> [WHAT YOU ARE ASKED TO DO]:
What you return must be every line below that includes the word "Number".

Items listed in a dataset:
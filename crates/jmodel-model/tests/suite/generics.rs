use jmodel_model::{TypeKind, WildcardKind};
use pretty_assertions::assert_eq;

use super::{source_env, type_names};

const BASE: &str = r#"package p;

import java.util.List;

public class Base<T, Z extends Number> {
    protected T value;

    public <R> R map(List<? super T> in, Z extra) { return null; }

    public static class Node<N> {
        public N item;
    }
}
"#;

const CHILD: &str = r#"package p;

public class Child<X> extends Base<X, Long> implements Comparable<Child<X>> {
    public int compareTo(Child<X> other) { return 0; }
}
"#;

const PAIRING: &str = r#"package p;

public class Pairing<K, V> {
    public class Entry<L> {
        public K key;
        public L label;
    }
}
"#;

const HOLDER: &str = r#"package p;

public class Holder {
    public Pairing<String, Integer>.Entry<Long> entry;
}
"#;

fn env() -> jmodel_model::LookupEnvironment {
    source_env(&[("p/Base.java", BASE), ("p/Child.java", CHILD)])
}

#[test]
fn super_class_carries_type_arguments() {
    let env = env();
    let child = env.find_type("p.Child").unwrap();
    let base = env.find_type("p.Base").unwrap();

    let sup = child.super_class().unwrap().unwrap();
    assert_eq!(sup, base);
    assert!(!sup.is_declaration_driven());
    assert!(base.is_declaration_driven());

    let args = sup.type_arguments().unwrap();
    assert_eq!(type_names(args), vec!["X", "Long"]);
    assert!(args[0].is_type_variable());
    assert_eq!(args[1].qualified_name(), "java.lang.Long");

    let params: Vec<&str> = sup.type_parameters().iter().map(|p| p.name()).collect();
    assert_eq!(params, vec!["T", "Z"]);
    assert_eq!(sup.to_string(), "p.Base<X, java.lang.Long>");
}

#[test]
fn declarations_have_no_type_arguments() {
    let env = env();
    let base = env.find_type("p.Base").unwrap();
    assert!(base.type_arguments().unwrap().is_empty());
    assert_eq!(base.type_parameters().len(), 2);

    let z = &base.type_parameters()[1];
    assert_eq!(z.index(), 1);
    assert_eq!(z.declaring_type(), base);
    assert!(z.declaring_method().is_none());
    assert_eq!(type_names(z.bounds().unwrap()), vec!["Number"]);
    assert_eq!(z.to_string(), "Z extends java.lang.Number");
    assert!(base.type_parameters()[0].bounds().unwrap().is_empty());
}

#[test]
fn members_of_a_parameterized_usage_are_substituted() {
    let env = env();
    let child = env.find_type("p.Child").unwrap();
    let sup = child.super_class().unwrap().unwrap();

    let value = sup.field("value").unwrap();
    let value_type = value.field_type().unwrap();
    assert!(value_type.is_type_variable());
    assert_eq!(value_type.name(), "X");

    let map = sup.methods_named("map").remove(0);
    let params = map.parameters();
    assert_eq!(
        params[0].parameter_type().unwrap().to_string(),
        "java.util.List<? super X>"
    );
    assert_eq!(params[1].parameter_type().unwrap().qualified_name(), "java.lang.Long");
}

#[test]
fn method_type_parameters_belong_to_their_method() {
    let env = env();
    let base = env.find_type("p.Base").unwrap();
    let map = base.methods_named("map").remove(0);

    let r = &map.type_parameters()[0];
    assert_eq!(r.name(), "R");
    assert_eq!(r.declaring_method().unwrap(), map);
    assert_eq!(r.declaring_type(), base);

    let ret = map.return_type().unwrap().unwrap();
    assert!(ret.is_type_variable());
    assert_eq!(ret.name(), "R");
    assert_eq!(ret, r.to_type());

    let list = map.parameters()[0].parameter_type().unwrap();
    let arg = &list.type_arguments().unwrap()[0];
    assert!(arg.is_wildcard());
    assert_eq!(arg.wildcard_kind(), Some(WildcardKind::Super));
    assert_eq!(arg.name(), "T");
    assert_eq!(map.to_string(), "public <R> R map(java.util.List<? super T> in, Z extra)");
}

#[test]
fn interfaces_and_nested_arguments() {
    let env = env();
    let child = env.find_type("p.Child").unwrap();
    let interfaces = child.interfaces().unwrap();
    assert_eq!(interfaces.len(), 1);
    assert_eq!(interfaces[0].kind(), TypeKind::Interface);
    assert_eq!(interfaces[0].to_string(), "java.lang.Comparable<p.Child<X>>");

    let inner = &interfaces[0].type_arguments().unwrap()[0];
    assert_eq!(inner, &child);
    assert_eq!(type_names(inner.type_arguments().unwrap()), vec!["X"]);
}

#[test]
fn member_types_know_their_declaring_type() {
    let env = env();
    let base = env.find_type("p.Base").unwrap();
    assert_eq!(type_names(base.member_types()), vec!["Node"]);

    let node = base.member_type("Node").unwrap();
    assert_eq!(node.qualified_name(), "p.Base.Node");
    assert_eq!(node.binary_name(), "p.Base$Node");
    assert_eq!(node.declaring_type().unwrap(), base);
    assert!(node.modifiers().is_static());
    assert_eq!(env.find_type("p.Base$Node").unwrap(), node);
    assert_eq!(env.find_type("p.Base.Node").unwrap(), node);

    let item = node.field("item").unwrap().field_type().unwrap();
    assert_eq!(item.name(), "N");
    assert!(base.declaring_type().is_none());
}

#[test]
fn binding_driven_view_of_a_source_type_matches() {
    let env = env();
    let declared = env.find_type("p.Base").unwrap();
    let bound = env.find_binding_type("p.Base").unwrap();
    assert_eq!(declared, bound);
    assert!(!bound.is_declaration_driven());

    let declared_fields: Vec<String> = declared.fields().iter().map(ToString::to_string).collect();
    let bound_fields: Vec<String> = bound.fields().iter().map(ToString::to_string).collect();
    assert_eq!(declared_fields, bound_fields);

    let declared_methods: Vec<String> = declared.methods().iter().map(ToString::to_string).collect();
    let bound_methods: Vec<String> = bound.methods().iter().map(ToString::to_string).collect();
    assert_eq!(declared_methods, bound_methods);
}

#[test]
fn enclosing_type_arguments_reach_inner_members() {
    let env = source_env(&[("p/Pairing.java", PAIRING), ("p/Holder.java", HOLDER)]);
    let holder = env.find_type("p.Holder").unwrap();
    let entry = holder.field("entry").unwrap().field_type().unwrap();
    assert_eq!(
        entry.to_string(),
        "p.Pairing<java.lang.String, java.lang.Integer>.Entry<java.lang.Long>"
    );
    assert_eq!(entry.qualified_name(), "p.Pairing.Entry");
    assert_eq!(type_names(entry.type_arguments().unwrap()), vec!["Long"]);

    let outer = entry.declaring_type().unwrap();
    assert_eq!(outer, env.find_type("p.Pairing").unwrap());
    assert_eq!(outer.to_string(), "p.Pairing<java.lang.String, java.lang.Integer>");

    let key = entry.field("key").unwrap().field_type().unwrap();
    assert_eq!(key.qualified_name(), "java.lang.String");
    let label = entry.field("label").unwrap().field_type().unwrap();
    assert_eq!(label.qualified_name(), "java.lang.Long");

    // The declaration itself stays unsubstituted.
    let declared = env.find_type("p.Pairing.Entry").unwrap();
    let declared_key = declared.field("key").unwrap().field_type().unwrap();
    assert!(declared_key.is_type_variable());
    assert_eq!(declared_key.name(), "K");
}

> [RESULT OF THE TASK]:
public class Base<T, Z extends Number> {
    assert_eq!(type_names(z.bounds().unwrap()), vec!["Number"]);
    assert_eq!(z.to_string(), "Z extends java.lang.Number");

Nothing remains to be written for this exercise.